Écrit par Francesca Taddeo et Louis-Gabriel Girard
Le 30 janvier 2025, la Cour d’appel du Québec a rendu un jugement dans l’affaire Salko c. Financière Banque Nationale inc., 2025 QCCA 74 (Salko), qui clarifie l’application de la Loi sur la protection du consommateur du Québec (LPCQ) et les principes régissant l’autorisation partielle des actions collectives au Québec.
Dans l’affaire Salko, l’appelant cherchait à exercer une action collective contre des maisons de courtage en valeurs mobilières pour la perception de frais de conversion sur les opérations en devises étrangères effectuées par les membres du groupe putatif, alléguant que les intimées avaient violé diverses dispositions du Code civil du Québec (CCQ) et de la LPCQ. Alors que le recours civil intenté par l’appelant et portant sur la réception alléguée de paiements indus par les intimées a été autorisé en vertu des articles 1491 et 1554 du CCQ, la Cour supérieure a refusé d’autoriser l’action fondée sur la LPCQ au motif que les transactions contestées étaient exclues en vertu du paragraphe 6a) de la LPCQ qui prévoit que les pratiques de commerce et les contrats concernant des opérations régies par la Loi sur les instruments dérivés et la Loi sur les valeurs mobilières (LVM) du Québec sont exclus de l’application de la LPCQ.
La Cour d’appel a précisé que les pures questions de droit peuvent (et doivent) être tranchées à l’étape de l’autorisation, qu’elle emporte ou non le sort de la demande dans son entièreté.
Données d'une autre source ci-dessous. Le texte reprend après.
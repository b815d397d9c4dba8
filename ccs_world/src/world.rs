//! The world adapter - catalogues and rules bound into host-shaped data.

use serde::Serialize;
use std::collections::BTreeMap;

use ccs_rules::{
    ItemCatalog, ItemClassification, ItemId, LocationCatalog, LocationId, LogicState, PlayerId,
    Requirement, RuleSet, Token,
};

use crate::error::WorldError;
use crate::state::Inventory;

/// The game name as registered with the host.
pub const GAME_NAME: &str = "Cash cleaner simulator";

/// One concrete item instance handed to the host's fill algorithm.
#[derive(Debug, Clone, Copy, PartialEq, Eq, Serialize)]
pub struct Item {
    pub name: &'static str,
    pub id: ItemId,
    pub classification: ItemClassification,
}

/// A tangible location node for the host's graph.
#[derive(Debug, Clone, Copy, PartialEq, Eq, Serialize)]
pub struct WorldLocation {
    pub name: &'static str,
    pub id: LocationId,
}

/// A synthetic event location: no identifier, always holds the quest's
/// completion marker, unlocked by the quest's own access rule.
#[derive(Debug, Clone, PartialEq, Eq, Serialize)]
pub struct EventLocation {
    /// Display name shown by the host ("<quest> completed").
    pub name: String,
    /// The quest this event belongs to.
    pub quest: &'static str,
    /// The marker granted when the event is reached.
    pub marker: Token,
}

/// The `name -> id` tables the host's data package consumes.
#[derive(Debug, Clone, PartialEq, Eq, Serialize)]
pub struct DataPackage {
    pub game: String,
    pub item_name_to_id: BTreeMap<String, i64>,
    pub location_name_to_id: BTreeMap<String, i64>,
}

/// A fully loaded, validated world for one player slot.
#[derive(Debug, Clone)]
pub struct World {
    player: PlayerId,
    items: ItemCatalog,
    locations: LocationCatalog,
    rules: RuleSet,
}

impl World {
    /// Load the catalogues, build the rule set, and validate everything.
    /// Any configuration error aborts generation here, before the host
    /// starts searching.
    pub fn new(player: PlayerId) -> Result<Self, WorldError> {
        let items = ItemCatalog::new()?;
        let locations = LocationCatalog::new()?;
        let rules = RuleSet::new(&items, &locations)?;
        Ok(Self {
            player,
            items,
            locations,
            rules,
        })
    }

    /// The player slot this world belongs to.
    pub fn player(&self) -> PlayerId {
        self.player
    }

    /// The item catalogue.
    pub fn items(&self) -> &ItemCatalog {
        &self.items
    }

    /// The location catalogue.
    pub fn locations(&self) -> &LocationCatalog {
        &self.locations
    }

    /// The validated rule set.
    pub fn rules(&self) -> &RuleSet {
        &self.rules
    }

    /// The shared item pool: one `Item` per catalogue copy.
    pub fn item_pool(&self) -> Vec<Item> {
        let mut pool = Vec::with_capacity(self.items.pool_size());
        for entry in self.items.iter() {
            for _ in 0..entry.def.copies {
                pool.push(Item {
                    name: entry.def.name,
                    id: entry.id,
                    classification: entry.def.classification,
                });
            }
        }
        pool
    }

    /// Build a single item instance for the host.
    pub fn create_item(&self, name: &str) -> Result<Item, WorldError> {
        let entry = self.items.get(name).ok_or_else(|| WorldError::UnknownItem {
            name: name.to_string(),
        })?;
        Ok(Item {
            name: entry.def.name,
            id: entry.id,
            classification: entry.def.classification,
        })
    }

    /// Tangible locations, in catalogue order.
    pub fn tangible_locations(&self) -> Vec<WorldLocation> {
        self.locations
            .iter()
            .map(|entry| WorldLocation {
                name: entry.def.name,
                id: entry.id,
            })
            .collect()
    }

    /// Event locations synthesized from the `Quest`-kind catalogue entries.
    pub fn event_locations(&self) -> Vec<EventLocation> {
        self.locations
            .quests()
            .map(|entry| EventLocation {
                name: format!("{} completed", entry.def.name),
                quest: entry.def.name,
                marker: Token::Completed(entry.def.name),
            })
            .collect()
    }

    /// The access rule for a location name, if catalogued.
    pub fn rule_for(&self, location: &str) -> Option<&Requirement> {
        self.rules.rule_for(location)
    }

    /// The completion condition for this player.
    pub fn victory(&self) -> &Requirement {
        self.rules.victory()
    }

    /// Whether the player has reached an ending under the given state.
    pub fn victory_satisfied<S: LogicState + ?Sized>(&self, state: &S) -> bool {
        self.rules.victory().satisfied(state, self.player)
    }

    /// Grant every completion marker whose quest rule is satisfied, to
    /// fixpoint. This mirrors what the host's sweep does with event
    /// locations; it is marker closure only, not a general search.
    pub fn grant_reachable_events(&self, inventory: &mut Inventory) {
        loop {
            let mut granted = false;
            for entry in self.locations.quests() {
                let name = entry.def.name;
                let marker = Token::Completed(name);
                if inventory.count(self.player, marker) > 0 {
                    continue;
                }
                let open = self
                    .rules
                    .rule_for(name)
                    .map(|rule| rule.satisfied(inventory, self.player))
                    .unwrap_or(false);
                if open {
                    inventory.collect(self.player, marker);
                    granted = true;
                }
            }
            if !granted {
                break;
            }
        }
    }

    /// The `name -> id` data package for the host.
    pub fn data_package(&self) -> DataPackage {
        DataPackage {
            game: GAME_NAME.to_string(),
            item_name_to_id: self
                .items
                .iter()
                .map(|entry| (entry.def.name.to_string(), entry.id.0))
                .collect(),
            location_name_to_id: self
                .locations
                .iter()
                .map(|entry| (entry.def.name.to_string(), entry.id.0))
                .collect(),
        }
    }

    /// The data package serialized as JSON.
    pub fn data_package_json(&self) -> Result<String, WorldError> {
        Ok(serde_json::to_string_pretty(&self.data_package())?)
    }
}

#[cfg(test)]
mod tests {
    use super::*;

    const PLAYER: PlayerId = PlayerId(1);

    fn world() -> World {
        World::new(PLAYER).unwrap()
    }

    #[test]
    fn test_world_loads_and_validates() {
        let world = world();
        assert_eq!(world.rules().len(), world.locations().len());
    }

    #[test]
    fn test_pool_matches_catalogue_multiplicities() {
        let world = world();
        let pool = world.item_pool();
        assert_eq!(pool.len(), world.items().pool_size());
        // The pool is sized to fill every tangible location exactly.
        assert_eq!(pool.len(), world.locations().len());

        let reputation_copies = pool
            .iter()
            .filter(|item| item.name == ccs_rules::REPUTATION)
            .count();
        assert_eq!(reputation_copies, 40);
    }

    #[test]
    fn test_create_item() {
        let world = world();
        let item = world.create_item("Reduced Dryer requirement").unwrap();
        assert_eq!(item.classification, ItemClassification::Progression);

        let err = world.create_item("Imaginary Mop").unwrap_err();
        assert!(matches!(err, WorldError::UnknownItem { .. }));
    }

    #[test]
    fn test_event_locations_cover_every_quest() {
        let world = world();
        let events = world.event_locations();
        assert_eq!(events.len(), world.locations().quests().count());

        let upper = events
            .iter()
            .find(|event| event.quest == "Unlock upper area")
            .unwrap();
        assert_eq!(upper.name, "Unlock upper area completed");
        assert_eq!(upper.marker, Token::Completed("Unlock upper area"));
    }

    #[test]
    fn test_full_completion_reaches_victory() {
        let world = world();
        let mut inventory = Inventory::new();
        for item in world.item_pool() {
            inventory.collect(PLAYER, Token::Item(item.name));
        }

        assert!(!world.victory_satisfied(&inventory));
        world.grant_reachable_events(&mut inventory);
        assert!(world.victory_satisfied(&inventory));

        // With the whole pool collected, every location is open too.
        for (name, rule) in world.rules().iter() {
            assert!(rule.satisfied(&inventory, PLAYER), "{name} stayed closed");
        }
    }

    #[test]
    fn test_event_sweep_respects_quest_chains() {
        let world = world();
        let mut inventory = Inventory::new();
        // Rank 2: the early chain completes quest by quest through the
        // sweep, stopping where equipment gates begin.
        inventory.collect_copies(PLAYER, Token::Item(ccs_rules::REPUTATION), 1);
        world.grant_reachable_events(&mut inventory);

        assert!(inventory.has(
            PLAYER,
            Token::Completed("Main Quest Main: Clean It Or Skip It"),
            1
        ));
        assert!(inventory.has(PLAYER, Token::Completed("Main Quest Side: The Wet Case"), 1));
        assert!(inventory.has(
            PLAYER,
            Token::Completed("Main Quest Side: Fifty Shades Of Cash"),
            1
        ));
        // "Clean Cut" additionally needs washer access, which rank 2 and no
        // upgrades cannot provide.
        assert!(!inventory.has(PLAYER, Token::Completed("Main Quest Side: Clean Cut"), 1));
    }

    #[test]
    fn test_data_package_is_complete() {
        let world = world();
        let package = world.data_package();

        assert_eq!(package.game, GAME_NAME);
        assert_eq!(package.item_name_to_id.len(), world.items().len());
        assert_eq!(package.location_name_to_id.len(), world.locations().len());

        let json = world.data_package_json().unwrap();
        assert!(json.contains("\"Main Quest Main: Final Ascent\""));
        assert!(json.contains("\"Reputation\""));
    }
}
La Cour d’appel s’est donc ralliée à la conclusion du tribunal de première instance qui a autorisé la demande de l’appelant fondée sur le CCQ mais a refusé d’autoriser la demande faite au titre de la LPCQ. Reconnaissant que les deux décisions reposaient sur les mêmes assises factuelles, la Cour d’appel a précisé qu’en évaluant si les critères requis pour l’autorisation sont satisfaits en vertu de l’article 575 du Code de procédure civile (CPC) du Québec, il convient que chaque cause d’action alléguée soit évaluée individuellement pour établir si les faits allégués paraissent justifier les conclusions recherchées (par. 575(2) du CPC), et si les questions soulevées par les parties demanderesses constituent en réalité des questions communes (par. 575(1) du CPC).
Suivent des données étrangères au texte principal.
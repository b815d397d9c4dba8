//! Static catalogues - the fixed tables of items and locations.
//!
//! Both catalogues are append-only authored tables with stable numeric
//! identifiers assigned from fixed base offsets in table order. They are
//! validated once at load and immutable afterwards.

mod items;
mod locations;

pub use items::*;
pub use locations::*;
En ce qui concerne le recours fondé sur la LPCQ, l’appelant a fait valoir que le paragraphe 6a) de la LPCQ devait être interprété comme incluant uniquement les « transactions régies par » la LVM du Québec. Ainsi, la perception des frais de conversion ayant eu lieu indépendamment de l’achat et de la vente de titres ne devrait pas être considérée comme une opération sur titres. La Cour d’appel a rejeté cette interprétation des dispositions de la LPCQ. La Cour a estimé que la LPCQ s’appliquait à toutes les pratiques de commerce et à tous les contrats entre parties, et pas seulement aux opérations sur titres. La Cour a en outre affirmé que la LPCQ ne pouvait pas s’appliquer à la demande de l’appelant étant donné que la perception des frais de conversion ne pouvait pas être isolée de l’objet du contrat (c’est-à-dire les opérations d’achat et de vente de titres). Assujettir ces opérations à l’application de la LPCQ créerait ce que la Cour a qualifié de « double juridiction », ce que le législateur a clairement voulu éviter.
Regard vers l’avenir
Cette décision met en lumière l’importance de prendre en compte l’intention du législateur et le souci d’une saine gestion des ressources judiciaires et du règlement juste et équitable des litiges au stade de l’autorisation. Les parties défenderesses disposent désormais d’un cadre plus clair pour restreindre la portée des actions collectives au Québec au stade de la certification lorsque, sur une question de droit, certaines parties du fondement juridique sur lequel s’appuie une réclamation justifient manifestement un rejet de l’action. Nous nous attendons à ce que les parties défenderesses cherchent à éprouver l’application de ces principes et testent leurs limites lors de l’audition des demandes d’autorisation au cours de l’année 2025 (et au-delà).